Nous avons, singulièrement en France, une conception très élitiste de la culture. La tradition républicaine veut que la culture soit un levier pour tirer la masse vers le haut. De façon plus lointaine, la culture était l'apanage de princes et des rois. Le tout venant n'a pas sa place dans la culture. La culture pour tous n'est jamais devenue la culture de tous.

Ce n'est pas parce qu'on écrit une carte postale que l'on est écrivain. Mais ce n'est pas parce les petits Français ont tous appris à lire et à écrire au XIème siècle que la littérature s'est délitée.


Une pratique de plus en plus massive de la photographie n'est pas de nature à mettre en cause un socle culturel dont l'Académie des Beaux-Arts est le gardien. Tout au contraire.
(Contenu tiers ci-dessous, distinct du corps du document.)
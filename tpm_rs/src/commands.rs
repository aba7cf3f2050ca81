use crate::host::{CommandSource, Feedback, Host};
use crate::registry::{RegistryError, RegistryStore};
use crate::teleport::{self, TeleportOutcome};

pub const COMMAND_NAME: &str = "tpm";
/// Minimum permission level (operators) required for every `/tpm` subcommand.
pub const REQUIRED_PERMISSION_LEVEL: u8 = 2;

pub const USAGE: &str = "tpm set <name> | tpm <player> <name> | tpm rm <name> | tpm ls";

const LITERAL_SET: &str = "set";
const LITERAL_RM: &str = "rm";
const LITERAL_LS: &str = "ls";

#[derive(Debug, thiserror::Error)]
pub enum CommandError {
    #[error("You do not have permission to use this command")]
    PermissionDenied,

    #[error("A player is required to run this command here")]
    NoInvokingActor,

    #[error("No player was found")]
    UnknownActor(String),

    #[error("Unknown or incomplete command: {0}")]
    Syntax(String),

    #[error(transparent)]
    Registry(#[from] RegistryError),

    #[error("Host failure: {0:#}")]
    Host(eyre::Report),
}

#[derive(Debug, Clone, PartialEq, Eq)]
pub enum TpmCommand {
    Set { name: String },
    Teleport { target: String, name: String },
    Remove { name: String },
    List,
}

impl TpmCommand {
    /// Parse the arguments following `tpm`.
    pub fn parse(args: &[&str]) -> Result<Self, CommandError> {
        let command = match args {
            [LITERAL_SET, name] => TpmCommand::Set {
                name: parse_word(name)?,
            },
            [LITERAL_RM, name] => TpmCommand::Remove {
                name: parse_word(name)?,
            },
            [LITERAL_LS] => TpmCommand::List,
            [LITERAL_SET | LITERAL_RM | LITERAL_LS, ..] => {
                return Err(CommandError::Syntax(format!("wrong arguments for `{}`", args[0])))
            }
            [target, name] => TpmCommand::Teleport {
                target: target.to_string(),
                name: parse_word(name)?,
            },
            [] => return Err(CommandError::Syntax("missing subcommand".into())),
            _ => return Err(CommandError::Syntax(format!("unexpected `{}`", args.join(" ")))),
        };

        Ok(command)
    }
}

/// Names are single unquoted words: ASCII letters, digits, and `_-.+`.
fn parse_word(word: &str) -> Result<String, CommandError> {
    let allowed = |c: char| c.is_ascii_alphanumeric() || matches!(c, '_' | '-' | '.' | '+');

    if !word.is_empty() && word.chars().all(allowed) {
        Ok(word.to_string())
    } else {
        Err(CommandError::Syntax(format!("invalid name `{word}`")))
    }
}

/// Turns `/tpm` invocations into registry operations and feedback lines.
#[derive(Debug, Clone)]
pub struct CommandRouter {
    broadcast_to_ops: bool,
}

impl Default for CommandRouter {
    fn default() -> Self {
        Self { broadcast_to_ops: true }
    }
}

impl CommandRouter {
    pub fn new(broadcast_to_ops: bool) -> Self {
        Self { broadcast_to_ops }
    }

    /// Authorization predicate guarding every subcommand.
    pub fn requires(source: &CommandSource) -> bool {
        source.has_permission(REQUIRED_PERMISSION_LEVEL)
    }

    /// Run `tpm <args>` on behalf of `source`.
    ///
    /// Routine failures (unknown waypoint, wrong region) are reported through [Host::send_feedback],
    /// only structural problems come back as errors.
    pub fn execute<H: Host + ?Sized>(
        &self,
        host: &mut H,
        store: &mut RegistryStore,
        source: &CommandSource,
        args: &[&str],
    ) -> Result<(), CommandError> {
        if !Self::requires(source) {
            return Err(CommandError::PermissionDenied);
        }

        match TpmCommand::parse(args)? {
            TpmCommand::Set { name } => self.set_location(host, store, source, &name),
            TpmCommand::Teleport { target, name } => self.teleport_actor(host, store, source, &target, &name),
            TpmCommand::Remove { name } => self.remove_location(host, store, source, &name),
            TpmCommand::List => self.list_locations(host, store, source),
        }
    }

    fn set_location<H: Host + ?Sized>(
        &self,
        host: &mut H,
        store: &mut RegistryStore,
        source: &CommandSource,
        name: &str,
    ) -> Result<(), CommandError> {
        let actor = source.actor.as_ref().ok_or(CommandError::NoInvokingActor)?;
        let pos = host.actor_position(actor).map_err(CommandError::Host)?;
        let region = host.actor_region(actor).map_err(CommandError::Host)?;

        let registry = store.get_for(&source.world)?;
        let message = teleport::set_location(&region, pos, registry, name);
        host.send_feedback(source, Feedback::success(message, self.broadcast_to_ops));

        Ok(())
    }

    fn teleport_actor<H: Host + ?Sized>(
        &self,
        host: &mut H,
        store: &mut RegistryStore,
        source: &CommandSource,
        target: &str,
        name: &str,
    ) -> Result<(), CommandError> {
        let actor = host
            .resolve_actor(target)
            .ok_or_else(|| CommandError::UnknownActor(target.to_string()))?;
        let region = host.actor_region(&actor).map_err(CommandError::Host)?;

        let registry = store.get_for(&source.world)?;

        match teleport::teleport(actor.name(), &region, registry, name) {
            TeleportOutcome::Success {
                destination,
                admin_message,
                target_message,
            } => {
                host.move_actor(&actor, destination).map_err(CommandError::Host)?;
                log::info!("Teleported `{}` to global location `{name}` at {destination:?}", actor.name());

                host.send_feedback(source, Feedback::success(admin_message, self.broadcast_to_ops));
                if let Some(message) = target_message {
                    host.send_message(&actor, &message);
                }
            }
            failure => host.send_feedback(source, Feedback::failure(failure.admin_message())),
        }

        Ok(())
    }

    fn remove_location<H: Host + ?Sized>(
        &self,
        host: &mut H,
        store: &mut RegistryStore,
        source: &CommandSource,
        name: &str,
    ) -> Result<(), CommandError> {
        if source.actor.is_none() {
            return Err(CommandError::NoInvokingActor);
        }

        let outcome = teleport::remove_location(store.get_for(&source.world)?, name);
        let feedback = if outcome.is_removed() {
            Feedback::success(outcome.message(), self.broadcast_to_ops)
        } else {
            Feedback::failure(outcome.message())
        };
        host.send_feedback(source, feedback);

        Ok(())
    }

    fn list_locations<H: Host + ?Sized>(
        &self,
        host: &mut H,
        store: &mut RegistryStore,
        source: &CommandSource,
    ) -> Result<(), CommandError> {
        let locations = teleport::list_locations(store.get_for(&source.world)?);

        if locations.is_empty() {
            host.send_feedback(source, Feedback::success("There are no saved global locations.", false));
            return Ok(());
        }

        host.send_feedback(source, Feedback::success("Saved global locations:", false));
        for (name, location) in locations {
            let line = format!("{name} {} {} {}", location.x(), location.y(), location.z());
            host.send_feedback(source, Feedback::success(line, false));
        }

        Ok(())
    }

    /// Completion candidates for the last (possibly partial) argument in `args`.
    pub fn suggest(&self, store: &mut RegistryStore, source: &CommandSource, args: &[&str]) -> Vec<String> {
        if !Self::requires(source) {
            return Vec::new();
        }

        let partial = match args {
            [] => return literals(""),
            [partial] => return literals(partial),
            [LITERAL_SET | LITERAL_LS, ..] => return Vec::new(),
            [_, partial] => *partial,
            _ => return Vec::new(),
        };

        match store.get_for(&source.world) {
            Ok(registry) => registry
                .names()
                .into_iter()
                .filter(|name| name.starts_with(partial))
                .collect(),
            Err(e) => {
                log::debug!("No location suggestions available: {e}");
                Vec::new()
            }
        }
    }
}

fn literals(partial: &str) -> Vec<String> {
    [LITERAL_SET, LITERAL_RM, LITERAL_LS]
        .into_iter()
        .filter(|literal| literal.starts_with(partial))
        .map(str::to_string)
        .collect()
}
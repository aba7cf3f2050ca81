use crate::location::{BlockPos, Coordinates};

/// Which side of the host a command or lookup runs on. Only the server side owns persisted data.
#[derive(Debug, Clone, Copy, PartialEq, Eq)]
pub enum Side {
    Server,
    Client,
}

/// The top-level world a command source lives in.
#[derive(Debug, Clone, PartialEq, Eq)]
pub struct WorldHandle {
    /// Name of the top-level world save, all regions of a world share its persisted data.
    pub name: String,
    pub side: Side,
}

impl WorldHandle {
    pub fn server(name: impl Into<String>) -> Self {
        Self {
            name: name.into(),
            side: Side::Server,
        }
    }

    pub fn is_authoritative(&self) -> bool {
        self.side == Side::Server
    }
}

/// Opaque handle to an actor known by the host.
#[derive(Debug, Clone, PartialEq, Eq, Hash)]
pub struct ActorHandle(pub String);

impl ActorHandle {
    pub fn name(&self) -> &str {
        &self.0
    }
}

/// Whoever issued a command: a concrete actor, or something like a console.
#[derive(Debug, Clone)]
pub struct CommandSource {
    pub actor: Option<ActorHandle>,
    pub permission_level: u8,
    pub world: WorldHandle,
}

impl CommandSource {
    pub fn has_permission(&self, level: u8) -> bool {
        self.permission_level >= level
    }
}

#[derive(Debug, Clone, Copy, PartialEq, Eq)]
pub enum FeedbackKind {
    Success,
    Failure,
}

/// A single chat/console line produced by a command.
#[derive(Debug, Clone, PartialEq, Eq)]
pub struct Feedback {
    pub kind: FeedbackKind,
    pub text: String,
    /// Whether the host should echo this line to other operators as well.
    pub broadcast: bool,
}

impl Feedback {
    pub fn success(text: impl Into<String>, broadcast: bool) -> Self {
        Self {
            kind: FeedbackKind::Success,
            text: text.into(),
            broadcast,
        }
    }

    pub fn failure(text: impl Into<String>) -> Self {
        Self {
            kind: FeedbackKind::Failure,
            text: text.into(),
            broadcast: false,
        }
    }
}

/// Everything the waypoint commands need from the game hosting them.
pub trait Host {
    /// Look up an online actor by name.
    fn resolve_actor(&self, name: &str) -> Option<ActorHandle>;

    /// Return the opaque identifier of the region the actor is currently in.
    fn actor_region(&self, actor: &ActorHandle) -> eyre::Result<String>;

    /// Return the block position the actor is currently standing on.
    fn actor_position(&self, actor: &ActorHandle) -> eyre::Result<BlockPos>;

    /// Move the actor to the given coordinates within its current region.
    ///
    /// # Errors
    ///
    /// If the actor could not be moved.
    fn move_actor(&mut self, actor: &ActorHandle, coordinates: Coordinates) -> eyre::Result<()>;

    /// Deliver a line to the source of a command.
    fn send_feedback(&mut self, source: &CommandSource, feedback: Feedback);

    /// Deliver a system message straight to an actor.
    fn send_message(&mut self, actor: &ActorHandle, text: &str);
}
//! Note model: user-authored commentary attached to an article.

use serde::{Deserialize, Serialize};

/// A user-authored note.
#[derive(Debug, Clone, Serialize, Deserialize)]
#[serde(rename_all = "camelCase")]
pub struct Note {
    pub id: String,
    pub title: String,
    pub body: String,
    pub created_at: String,
}

/// Form body submitted by the note editor.
#[derive(Debug, Clone, Deserialize)]
pub struct CreateNoteRequest {
    #[serde(default)]
    pub title: String,
    #[serde(default)]
    pub body: String,
}
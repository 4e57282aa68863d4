//! Outbound fetch for the source page.

use tracing::info;

use crate::errors::AppError;

/// Fetch the raw markup of the source page.
///
/// One GET through the shared client. A transport failure or non-2xx status
/// surfaces as a fetch error for the caller to report as a failed scrape; no
/// retry is attempted.
pub async fn fetch_page(client: &reqwest::Client, url: &str) -> Result<String, AppError> {
    let response = client.get(url).send().await?.error_for_status()?;
    let body = response.text().await?;
    info!(bytes = body.len(), %url, "Fetched source page");
    Ok(body)
}
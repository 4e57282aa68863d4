//! Scrape pipeline: fetch the source page, extract article records.
//!
//! Two phases, both synchronous with respect to the request that triggers
//! them:
//!
//! 1. **Fetching** ([`fetch`]): one GET for the configured source page
//! 2. **Extraction** ([`extract`]): a single pass over the parsed markup

pub mod extract;
pub mod fetch;
//! Scrape endpoint: fetch the source page, extract records, persist them.

use axum::extract::State;
use tracing::{info, warn};

use crate::errors::AppError;
use crate::scrape::{extract::extract_articles, fetch::fetch_page};
use crate::AppState;

/// GET /scrape - Fetch the source page and store every extracted article.
///
/// Creates run sequentially in document order. The first store failure is
/// returned to the caller and the rest of the batch is skipped; records
/// created before the failure stay persisted.
pub async fn run_scrape(State(state): State<AppState>) -> Result<String, AppError> {
    let html = fetch_page(&state.http, &state.config.source_url).await?;
    let records = extract_articles(&html);

    if records.is_empty() {
        warn!(source = %state.config.source_url, "Source page yielded no records");
    }

    let mut stored = 0usize;
    for record in &records {
        state.repo.create_article(record).await?;
        stored += 1;
    }

    info!(count = stored, source = %state.config.source_url, "Scrape complete");
    Ok(format!("Scrape complete: {} articles stored", stored))
}
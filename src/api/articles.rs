//! Article endpoints: listing, note-resolved lookup, note attachment.

use axum::{
    extract::{Path, State},
    Form, Json,
};

use super::ApiResult;
use crate::errors::AppError;
use crate::models::{Article, ArticleFilter, ArticleWithNote, CreateNoteRequest};
use crate::AppState;

/// GET /articles - List all articles.
pub async fn list_articles(State(state): State<AppState>) -> ApiResult<Vec<Article>> {
    let articles = state.repo.list_articles(ArticleFilter::All).await?;
    Ok(Json(articles))
}

/// GET /articles/{id} - Get a single article with its note resolved.
pub async fn get_article(
    State(state): State<AppState>,
    Path(id): Path<String>,
) -> ApiResult<ArticleWithNote> {
    match state.repo.get_article_with_note(&id).await? {
        Some(article) => Ok(Json(article)),
        None => Err(AppError::NotFound(format!("Article {} not found", id))),
    }
}

/// POST /articles/{id} - Attach a note to an article from the submitted form.
///
/// A fresh note row is written on every submit and the article is repointed
/// at it; a previously referenced note stays behind unreferenced.
/// TODO: update the referenced note in place instead of orphaning the old row.
pub async fn attach_note(
    State(state): State<AppState>,
    Path(id): Path<String>,
    Form(request): Form<CreateNoteRequest>,
) -> ApiResult<Article> {
    let note = state.repo.create_note(&request).await?;
    let article = state.repo.attach_note(&id, &note.id).await?;
    Ok(Json(article))
}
Cette pratique engendrera inévitablement des talents.

En revanche, refuser la protection du droit d'auteur à un genre photographique particulier, exproprier l'Académie des Beaux-Arts d'une partie de son territoire, reviendrait à livrer les talents émergents à des appétits qui n'en feraient qu'une bouchée et ne laisseraient à la culture que des carcasses souillées.


Car, pour finir, il faut bien parler argent. Qui cela pourrait-il gêner que la photo de nos guguss trouve preneur ? Au nom de quoi celui qui tirerait bénéfice de sa publication, qui se servirait d'elle pour faire sa promotion ou sa publicité pourrait-il s'affranchir de toute rétribution à celui qui a fait cette photo ?

Imaginons que nos guguss soient un garçon et une fille échangeant un baiser devant l'hôtel de ville. Si cette photo venait à faire un tabac, serait-il injuste que ce soit le photographe qui touche le pactole ?

La sentence du juge n'est pas tombée du ciel. Ce n'est pas une bourde. Elle s'inscrit, hélas, dans l'air du temps. Parmi ceux qui poussent en ce sens, il y en a qui, pourtant, naviguent sur le même bateau que les photographes. On ne saurait trop leur recommander une lecture attentive de la fable de La Fontaine : "La poule aux œufs d'or".